Günter Grass non ha bisogno di presentazioni. Già Premio nobel per la letteratura nel 1999, oggi grazie a La nave di Teseo possiamo godere di un suo racconto inedito.

Statue viventi, concepito inizialmente come un capitolo della sua autobiografia, è stato recentemente riscoperto negli archivi personali dalla collaboratrice storica Hilke Ohsoling. Una storia conturbante che ha inizio con la suggestione provocata dalla statua di Uta di Naumburg, collocata nel coro occidentale del Duomo di Naumburg. Un ritratto tragico quello della margravia che si copre parzialmente il volto con la veste, risvoltata a destra.
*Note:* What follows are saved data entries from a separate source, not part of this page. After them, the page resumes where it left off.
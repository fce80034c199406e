//! Shader Variant System
//!
//! A shader family is one base shader plus a closed set of orthogonal
//! features. Each legal combination of features is a **variant**: the base
//! sources with one `#define` per active feature, a canonical name and a
//! merged parameter table. Variants are synthesized on demand, cached per
//! flag set and linked on the graphics device at most once.
//!
//! - [`features`]: flag-set helpers over `bitflags` types
//! - [`graph`]: requirement / exclusion graph and legal-set enumeration
//! - [`source`]: source providers, `#include` expansion, define injection
//! - [`parameters`]: typed parameter tables
//! - [`definition`]: definitions, variants and the cache
//! - [`library`]: the name-keyed library owned by the engine
//! - [`families`]: built-in shader families

pub mod definition;
pub mod families;
pub mod features;
pub mod graph;
pub mod library;
pub mod parameters;
pub mod source;

pub use definition::{ShaderDefinition, ShaderDescriptor, ShaderVariant, VariantCache, VariantStage};
pub use families::{
    NoFeatures, PhongFeatures, PhongShader, SHADOW_MAP_UNIT, ShadowDepthShader, SkyboxShader,
    ToneMapFeatures, ToneMapShader, UnlitFeatures, UnlitShader,
};
pub use features::{FeatureFlags, MAX_FEATURES};
pub use graph::{FeatureGraph, Violation};
pub use library::{ShaderFamily, ShaderLibrary};
pub use parameters::{ParamValue, ParameterTable};
pub use source::{EmbeddedShaders, MemoryShaders, ShaderDirectory, SourceProvider};
//! Geometry
//!
//! [`MeshData`] is planar CPU vertex data (positions, normals, uvs, indices).
//! [`GeometryStore`] owns meshes behind slotmap handles and uploads each one
//! to the device the first time a pass asks for it.

use glam::Vec3;
use slotmap::{SlotMap, new_key_type};

use crate::device::{GeometryId, GraphicsDevice};
use crate::errors::{LanternError, Result};

new_key_type! {
    pub struct GeometryHandle;
}

/// Planar vertex data with a triangle-list index buffer.
#[derive(Debug, Clone, Default, PartialEq)]
pub struct MeshData {
    pub positions: Vec<[f32; 3]>,
    pub normals: Vec<[f32; 3]>,
    pub uvs: Vec<[f32; 2]>,
    pub indices: Vec<u32>,
}

impl MeshData {
    #[must_use]
    pub fn vertex_count(&self) -> usize {
        self.positions.len()
    }

    #[must_use]
    pub fn triangle_count(&self) -> usize {
        self.indices.len() / 3
    }

    /// Axis-aligned bounds `(min, max)`; `None` for an empty mesh.
    #[must_use]
    pub fn bounds(&self) -> Option<(Vec3, Vec3)> {
        let mut iter = self.positions.iter().map(|p| Vec3::from_array(*p));
        let first = iter.next()?;
        Some(iter.fold((first, first), |(min, max), p| (min.min(p), max.max(p))))
    }
}

/// A mesh plus its device upload, if any.
#[derive(Debug)]
pub struct Geometry {
    pub label: String,
    pub mesh: MeshData,
    gpu: Option<GeometryId>,
}

impl Geometry {
    #[must_use]
    pub fn new(label: &str, mesh: MeshData) -> Self {
        Self {
            label: label.to_string(),
            mesh,
            gpu: None,
        }
    }

    #[must_use]
    pub fn gpu_id(&self) -> Option<GeometryId> {
        self.gpu
    }

    /// Uploads on first call; later calls return the cached id.
    pub fn ensure_uploaded(&mut self, device: &mut dyn GraphicsDevice) -> Result<GeometryId> {
        if let Some(id) = self.gpu {
            return Ok(id);
        }
        let id = device.create_geometry(&self.label, &self.mesh)?;
        log::trace!(
            "Uploaded geometry '{}' ({} vertices, {} indices)",
            self.label,
            self.mesh.vertex_count(),
            self.mesh.indices.len()
        );
        self.gpu = Some(id);
        Ok(id)
    }
}

/// Handle-addressed geometry storage.
#[derive(Debug, Default)]
pub struct GeometryStore {
    geometries: SlotMap<GeometryHandle, Geometry>,
}

impl GeometryStore {
    #[must_use]
    pub fn new() -> Self {
        Self::default()
    }

    pub fn add(&mut self, label: &str, mesh: MeshData) -> GeometryHandle {
        self.geometries.insert(Geometry::new(label, mesh))
    }

    #[must_use]
    pub fn get(&self, handle: GeometryHandle) -> Option<&Geometry> {
        self.geometries.get(handle)
    }

    /// Like [`get`](Self::get), but a dead handle is an error.
    pub fn resolve(&self, handle: GeometryHandle) -> Result<&Geometry> {
        self.geometries.get(handle).ok_or_else(|| invalid(handle))
    }

    pub fn remove(&mut self, handle: GeometryHandle) -> Option<Geometry> {
        self.geometries.remove(handle)
    }

    #[must_use]
    pub fn len(&self) -> usize {
        self.geometries.len()
    }

    #[must_use]
    pub fn is_empty(&self) -> bool {
        self.geometries.is_empty()
    }

    /// Device id for `handle`, uploading the mesh if needed.
    pub fn ensure_uploaded(
        &mut self,
        handle: GeometryHandle,
        device: &mut dyn GraphicsDevice,
    ) -> Result<GeometryId> {
        let geometry = self.geometries.get_mut(handle).ok_or_else(|| invalid(handle))?;
        geometry.ensure_uploaded(device)
    }
}

fn invalid(handle: GeometryHandle) -> LanternError {
    LanternError::InvalidHandle {
        kind: "geometry",
        handle: format!("{handle:?}"),
    }
}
Sembra quasi si protegga dal marito violento al suo fianco, Ekkard II, condannandolo così perennemente al giudizio dei posteri. 

Con la sua sensibilità anche di pittore e scultore, Grass ne rimane talmente affascinato che, oltre le Statue viventi, gli dedicherà una serie di disegni. Così, da quel momento, comincia a intessere un dialogo continuo con lei e con le altre statue di Naumburg. Come Norbert Hanold rimane sconvolto e affascinato da Gradiva, così l’autore e protagonista Günter Grass rimane assorbito dalla storia di Uta: «e così lasciammo che quella pietra scolpita agisse su di noi, o quanto meno eravamo disposti a farlo.»
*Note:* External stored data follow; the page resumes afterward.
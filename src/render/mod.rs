//! Forward Render Pipeline
//!
//! - [`swap`]: per-frame value snapshot extracted from the scene
//! - [`uniforms`]: std140 parameter blocks filled from the snapshot
//! - [`shadow_utils`]: cascade split and light-space projection math
//! - [`pass`]: the pass state machine and resource-flow contract
//! - [`passes`]: Shadow, Main and Postprocess
//! - [`pipeline`]: the orchestrator that runs them in order

pub mod pass;
pub mod passes;
pub mod pipeline;
pub mod shadow_utils;
pub mod swap;
pub mod uniforms;

pub use pass::{PassFrame, PassState, PassStats, RenderPass, ResourceFlow};
pub use passes::{MainPass, PostprocessPass, ShadowPass};
pub use pipeline::{FrameStats, RenderPipeline};
pub use swap::{DrawEntry, FrameSwapData, ShadowCaster, ShadowData};
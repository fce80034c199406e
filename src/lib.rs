//! Lantern: a forward rendering core built around feature-flag shader
//! variants and a Shadow → Main → Postprocess pass pipeline.

pub mod device;
pub mod engine;
pub mod errors;
pub mod render;
pub mod resources;
pub mod scene;
pub mod settings;
pub mod shader;

pub use device::{GraphicsDevice, HeadlessDevice, PipelineState};
pub use engine::Engine;
pub use errors::{LanternError, Result};
pub use render::{FrameStats, FrameSwapData, RenderPipeline};
pub use resources::primitives::*;
pub use resources::{
    BlendMode, FrameFeatures, GeometryHandle, GeometryStore, Material, MaterialHandle,
    MaterialStore, MeshData, ResourceRegistry, Texture,
};
pub use scene::{Camera, Light, LightKind, Mesh, Node, NodeHandle, Scene, Transform};
pub use settings::{RendererSettings, ShadowSettings, ToneMappingMode, ToneMappingSettings};
pub use shader::{
    FeatureGraph, PhongFeatures, ShaderDefinition, ShaderDescriptor, ShaderFamily, ShaderLibrary,
    ShaderVariant, UnlitFeatures,
};
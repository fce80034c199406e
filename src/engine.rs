//! Engine Core Module
//!
//! [`Engine`] is the context object that owns everything a frame touches: the
//! graphics device, the shader library, the material and geometry stores, the
//! scene, the swap data and the render pipeline. There is no global state;
//! two engines never share a cache.
//!
//! # Frame
//!
//! A frame is one logic tick followed by one render tick:
//!
//! - [`tick_logic`](Engine::tick_logic) updates world matrices and
//!   repopulates the [`FrameSwapData`] from the scene
//! - [`tick_render`](Engine::tick_render) runs the pipeline against the swap
//!   data and presents
//!
//! # Example
//!
//! ```rust,ignore
//! use lantern::{Engine, HeadlessDevice, RendererSettings};
//!
//! let mut engine = Engine::new(HeadlessDevice::new(), RendererSettings::default(), 1280, 720)?;
//! let stats = engine.frame()?;
//! ```

use crate::device::GraphicsDevice;
use crate::errors::Result;
use crate::render::{FrameStats, FrameSwapData, RenderPipeline};
use crate::resources::{GeometryStore, MaterialStore};
use crate::scene::Scene;
use crate::settings::RendererSettings;
use crate::shader::ShaderLibrary;

/// The engine context, generic over the device backend.
pub struct Engine<D: GraphicsDevice> {
    pub device: D,
    pub library: ShaderLibrary,
    pub materials: MaterialStore,
    pub geometries: GeometryStore,
    pub scene: Scene,

    swap: FrameSwapData,
    pipeline: RenderPipeline,
    settings: RendererSettings,
}

impl<D: GraphicsDevice> Engine<D> {
    /// Creates an engine using the embedded shader sources.
    pub fn new(device: D, settings: RendererSettings, width: u32, height: u32) -> Result<Self> {
        Self::with_library(device, ShaderLibrary::embedded(), settings, width, height)
    }

    /// Creates an engine around an existing shader library.
    pub fn with_library(
        mut device: D,
        library: ShaderLibrary,
        settings: RendererSettings,
        width: u32,
        height: u32,
    ) -> Result<Self> {
        let pipeline = RenderPipeline::new(&mut device, &library, settings.clone(), width, height)?;
        Ok(Self {
            device,
            library,
            materials: MaterialStore::new(),
            geometries: GeometryStore::new(),
            scene: Scene::new(),
            swap: FrameSwapData::new(),
            pipeline,
            settings,
        })
    }

    #[inline]
    #[must_use]
    pub fn settings(&self) -> &RendererSettings {
        &self.settings
    }

    #[inline]
    #[must_use]
    pub fn pipeline(&self) -> &RenderPipeline {
        &self.pipeline
    }

    /// The snapshot produced by the last logic tick.
    #[inline]
    #[must_use]
    pub fn swap_data(&self) -> &FrameSwapData {
        &self.swap
    }

    /// Surface size in pixels as `(width, height)`.
    #[inline]
    #[must_use]
    pub fn size(&self) -> (u32, u32) {
        self.pipeline.surface_size()
    }

    /// Handles a surface resize: attachments are reallocated on the next
    /// render tick and the active camera's aspect ratio follows.
    pub fn resize(&mut self, width: u32, height: u32) {
        self.pipeline.resize(width, height);

        if width > 0
            && height > 0
            && let Some(handle) = self.scene.active_camera
            && let Some(camera) = self.scene.camera_mut(handle)
        {
            camera.set_aspect(width, height);
        }
    }

    /// Logic tick: world matrices, then swap-data extraction.
    pub fn tick_logic(&mut self) {
        self.scene.update_world_matrices();
        self.swap.extract(&self.scene, &self.settings);
    }

    /// Render tick: runs the pipeline on the current swap data and presents.
    pub fn tick_render(&mut self) -> Result<FrameStats> {
        self.pipeline.render_frame(
            &mut self.device,
            &self.materials,
            &mut self.geometries,
            &self.swap,
        )
    }

    /// One logic tick followed by one render tick.
    pub fn frame(&mut self) -> Result<FrameStats> {
        self.tick_logic();
        self.tick_render()
    }
}
//! Postprocess Pass
//!
//! Tone maps the HDR scene color onto the presentation surface.

use std::sync::Arc;

use crate::device::{ClearOps, PipelineState, RenderTarget};
use crate::errors::Result;
use crate::render::pass::{PassFrame, PassSlot, PassState, PassStats, RenderPass, ResourceFlow};
use crate::resources::primitives::create_fullscreen_triangle;
use crate::resources::{Geometry, ResourceRegistry, Texture, names};
use crate::settings::ToneMappingSettings;
use crate::shader::families::POSTPROCESS_INPUT_UNIT;
use crate::shader::{ShaderLibrary, ShaderVariant, ToneMapFeatures, ToneMapShader};

/// The HDR scene color the pass resolves.
#[derive(Clone, Copy, Debug, PartialEq, Eq)]
pub struct PostprocessFlow {
    pub input: Texture,
}

impl ResourceFlow for PostprocessFlow {
    fn from_registry(registry: &ResourceRegistry) -> Result<Self> {
        Ok(Self {
            input: registry.get(names::MAIN_COLOR)?,
        })
    }
}

/// Nothing per frame: the operator is fixed by the settings the pass was
/// built with.
#[derive(Clone, Copy, Debug, Default, PartialEq, Eq)]
pub struct PostprocessContext;

/// Tone maps the HDR color onto the presentation surface with one
/// full-screen triangle.
pub struct PostprocessPass {
    slot: PassSlot<PostprocessFlow, PostprocessContext>,
    variant: Arc<ShaderVariant>,
    settings: ToneMappingSettings,
    triangle: Geometry,
}

impl PostprocessPass {
    pub fn new(library: &ShaderLibrary, settings: &ToneMappingSettings) -> Result<Self> {
        let variant = library
            .get::<ToneMapShader>()?
            .get_variant(ToneMapFeatures::from_settings(settings))?;
        Ok(Self {
            slot: PassSlot::new("Postprocess Pass"),
            variant,
            settings: settings.clone(),
            triangle: Geometry::new("fullscreen_triangle", create_fullscreen_triangle()),
        })
    }

    /// Name of the tone-mapping variant in use.
    #[must_use]
    pub fn variant_name(&self) -> &str {
        self.variant.name()
    }
}

impl RenderPass for PostprocessPass {
    type Flow = PostprocessFlow;
    type Context = PostprocessContext;

    fn name(&self) -> &'static str {
        "Postprocess Pass"
    }

    fn state(&self) -> PassState {
        self.slot.state()
    }

    fn set_resource_flow(&mut self, flow: PostprocessFlow) {
        self.slot.set_flow(flow);
    }

    fn set_context(&mut self, context: PostprocessContext) -> Result<()> {
        self.slot.set_context(context)
    }

    fn execute(&mut self, frame: &mut PassFrame<'_>) -> Result<PassStats> {
        let (flow, _) = self.slot.begin()?;

        let program = self.variant.link(frame.device)?;
        let triangle = self.triangle.ensure_uploaded(frame.device)?;

        frame.device.bind_render_target(
            RenderTarget::Surface,
            ClearOps {
                color: Some([0.0, 0.0, 0.0, 1.0]),
                ..ClearOps::NONE
            },
        );
        frame.device.apply_pipeline_state(&PipelineState::fullscreen());
        frame.device.use_program(program);
        frame.device.bind_texture(POSTPROCESS_INPUT_UNIT, flow.input.id);
        frame
            .device
            .set_uniform(program, "u_exposure", &self.settings.exposure.into());
        frame
            .device
            .set_uniform(program, "u_gamma", &self.settings.gamma.into());
        frame.device.draw(program, triangle, 1);

        log::debug!("{}: resolved with '{}'", self.name(), self.variant.name());
        self.slot.finish();
        Ok(PassStats {
            draw_calls: 1,
            program_binds: 1,
            state_changes: 1,
        })
    }
}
L’elaborazione dell’incontro tra mito e istinto

Francis Bacon sosteneva che «il problema principale, per l’artista, è riuscire a fare qualcosa che si vede con il proprio istinto». Dopo l’incontro con Uta, Grass è istintivamente chiamato a traslare la sua esperienza su carta, interiorizzando e reinterpretando il fascino non solo della storia, ma anche della donna. L’autore diventa inconsapevolmente ossessionato dalla sua silhouette e, come nel miglior Tabucchi, prima affoga e poi emerge dalle sue speculazioni tra uno stato a metà tra la coscienza e l’incoscienza.

In Statue viventi Grass non si limita a parlare di Uta in quanto tale, ma diventa simbolo, archetipo, di una tensione che va oltre la sensualità: siamo di fronte alla volontà di donare la vita. Grass è un odierno e già anziano Pigmalione che, consapevole delle sue fantasticherie, riconosce le bizzarrie delle sue speculazioni. 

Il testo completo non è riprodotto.